2. Failing to maximize reimbursement with an out-of-network strategy. Mr. Bartos says when providers do decide to pursue an out-of-network strategy, they often fail to take the necessary steps to maximize their out-of-network reimbursement. "We see providers accept reimbursement levels that are perhaps only slightly above their in-network or Medicare or Medicaid rates," he says. "The payors, knowing that providers won't push for more, will often under-pay those claims."
He says this strategy requires staff members who are dedicated to negotiating out-of-network settlements on individual bills and effectively appealing claims. If your surgery center does not have staff members experienced with out-of-network bills, you might consider hiring a third party to handle this side of your reimbursement. "The provider [also] needs to have supporting data to be effective in negotiating individual bills," Mr. Bartos says. "For example, the provider must have the ability to identify the inconsistencies between the EOB and the remittance advice and be able to decipher the actual language."
Providers must also follow a rigorous appeals process if reimbursement is unsatisfactory.

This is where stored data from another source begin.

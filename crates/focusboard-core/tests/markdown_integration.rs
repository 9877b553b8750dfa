//! End-to-end tests over markdown board files.
//!
//! A session timed by one engine is written into the board file; a fresh
//! engine opened on the same file later reports the same totals.

use indoc::indoc;
use tempfile::TempDir;

use focusboard_core::stats::DayReport;
use focusboard_core::{
    BoardStore, ItemId, ManualClock, MarkdownBoardStore, Settings, StopOutcome, TimerEngine,
    TimerMode, TimerStateFile,
};

const MIN: i64 = 60_000;
// 2024-06-10 07:33:20 UTC
const T0: i64 = 1_718_004_800_000;

const BOARD: &str = indoc! {"
    ---
    kanban-plugin: basic
    ---

    ## Todo

    - [ ] Write report
    - [ ] Plan sprint

    ## Done

    - [x] Ship release
    \t++ @{2024-06-01} @@{10:00} – @@{10:30} (30 m)

    %% kanban:settings
    %%
"};

fn board_file() -> (TempDir, std::path::PathBuf) {
    let dir = tempfile::tempdir().unwrap();
    let path = dir.path().join("sprint.md");
    std::fs::write(&path, BOARD).unwrap();
    (dir, path)
}

fn engine_on(path: &std::path::Path, clock: &ManualClock) -> TimerEngine {
    let store = MarkdownBoardStore::open(&[path]).unwrap();
    TimerEngine::new(store, Settings::default()).with_clock(clock.clone())
}

#[test]
fn ids_follow_file_stem_and_position() {
    let (_dir, path) = board_file();
    let store = MarkdownBoardStore::open(&[&path]).unwrap();
    let board = store.boards().remove(0);
    let ids: Vec<_> = board.walk().iter().map(|i| i.id.to_string()).collect();
    assert_eq!(
        ids,
        ["sprint/0", "sprint/0/0", "sprint/0/1", "sprint/1", "sprint/1/0"]
    );
}

#[test]
fn session_survives_restart_through_the_file() {
    let (_dir, path) = board_file();
    let clock = ManualClock::new(T0);
    let card = ItemId::from("sprint/0/1");

    let mut engine = engine_on(&path, &clock);
    engine.start(TimerMode::Stopwatch, Some(card.clone())).unwrap();
    clock.advance_ms(45 * MIN);
    assert!(matches!(engine.stop(false), StopOutcome::Finalized(_)));
    drop(engine);

    let text = std::fs::read_to_string(&path).unwrap();
    assert!(text.contains("- [ ] Plan sprint\n\t++ @{"), "{text}");
    assert!(text.contains("(45 m)"));
    assert!(text.starts_with("---\nkanban-plugin: basic\n---\n"));
    assert!(text.ends_with("%% kanban:settings\n%%\n"));

    let mut reopened = engine_on(&path, &clock);
    assert_eq!(reopened.total_focused_ms(&card), 45 * MIN as u64);
    assert_eq!(
        reopened.total_focused_ms(&ItemId::from("sprint/1/0")),
        30 * MIN as u64
    );
    assert_eq!(reopened.item_totals().len(), 2);
}

#[test]
fn day_report_covers_logged_day() {
    let (_dir, path) = board_file();
    let clock = ManualClock::new(T0);
    let mut engine = engine_on(&path, &clock);
    let day = chrono::NaiveDate::from_ymd_opt(2024, 6, 1).unwrap();

    let report = DayReport::build(engine.sessions(), day);
    assert_eq!(report.sessions.len(), 1);
    assert_eq!(report.focused_ms, 30 * MIN as u64);
    assert_eq!(report.sessions[0].item_title.as_deref(), Some("Ship release"));
}

#[test]
fn pending_stop_survives_snapshot_file() {
    let (dir, path) = board_file();
    let clock = ManualClock::new(T0);
    let state = TimerStateFile::new(dir.path().join("timer.json"));
    let card = ItemId::from("sprint/0/0");

    let mut engine = engine_on(&path, &clock);
    engine.start(TimerMode::Pomodoro, Some(card.clone())).unwrap();
    clock.advance_ms(7 * MIN);
    engine.stop(true);
    state.save(&engine.snapshot()).unwrap();
    drop(engine);

    // Later, in another process.
    clock.advance_ms(30 * MIN);
    let mut engine = engine_on(&path, &clock);
    engine.restore(state.load().unwrap().unwrap());
    let session = engine.resolve_with_reason("Interrupted").unwrap();
    assert_eq!(session.duration_ms, 7 * MIN as u64);
    assert_eq!(session.end_epoch_ms, T0 + 7 * MIN);
    assert_eq!(engine.total_focused_ms(&card), 7 * MIN as u64);
}

#[test]
fn external_edit_during_a_session_is_kept() {
    let (_dir, path) = board_file();
    let clock = ManualClock::new(T0);

    let mut engine = engine_on(&path, &clock);
    engine.start(TimerMode::Stopwatch, Some(ItemId::from("sprint/0/0"))).unwrap();

    // Another editor adds a card while the timer runs.
    let edited = BOARD.replace(
        "- [ ] Plan sprint\n",
        "- [ ] Plan sprint\n- [ ] New card added meanwhile\n",
    );
    std::fs::write(&path, edited).unwrap();

    clock.advance_ms(5 * MIN);
    assert!(matches!(engine.stop(false), StopOutcome::Finalized(_)));

    let text = std::fs::read_to_string(&path).unwrap();
    assert!(text.contains("- [ ] Write report\n\t++ @{"), "{text}");
    assert!(text.contains("- [ ] New card added meanwhile\n"), "{text}");
    assert!(text.contains("- [x] Ship release\n"), "{text}");
}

The process includes, for example, elements like:
• Creating a well-drafted assignment of benefits that – (1) assigns the surgery center all rights under the insurance policy (including the right to appeal and the right to receive relevant documentation); (2) refers to the provider as the patient's authorized representative, and (3) references ERISA and a full and fair review of claims.
• Documenting all calls with the payor (benefits, pre-authorization, etc.). "Make sure that both parties understand what was said and that the surgery center has a record of what was said," Mr. Bartos says. He says in many cases, surgery centers never call the payor to inquire about insufficient reimbursement.
• Recording the reference numbers of all payor calls. Mr. Bartos says when a surgery center calls a payor, the payor assigns a reference number to that call. The staff member should document the reference number, in case there is a dispute later over what was said. "If the provider can't give the reference number, the payor can say, 'We never had that call,'" he says.
He says while the appeals process can be time-consuming, it significantly increases collections in the long-term. "It can take months to reach a settlement on an appeals case, and that's why it's important to have a process in place," he says. "A number of ASCs don't appeal because they don't have resources to do so. It's time-consuming but it is definitely fruitful."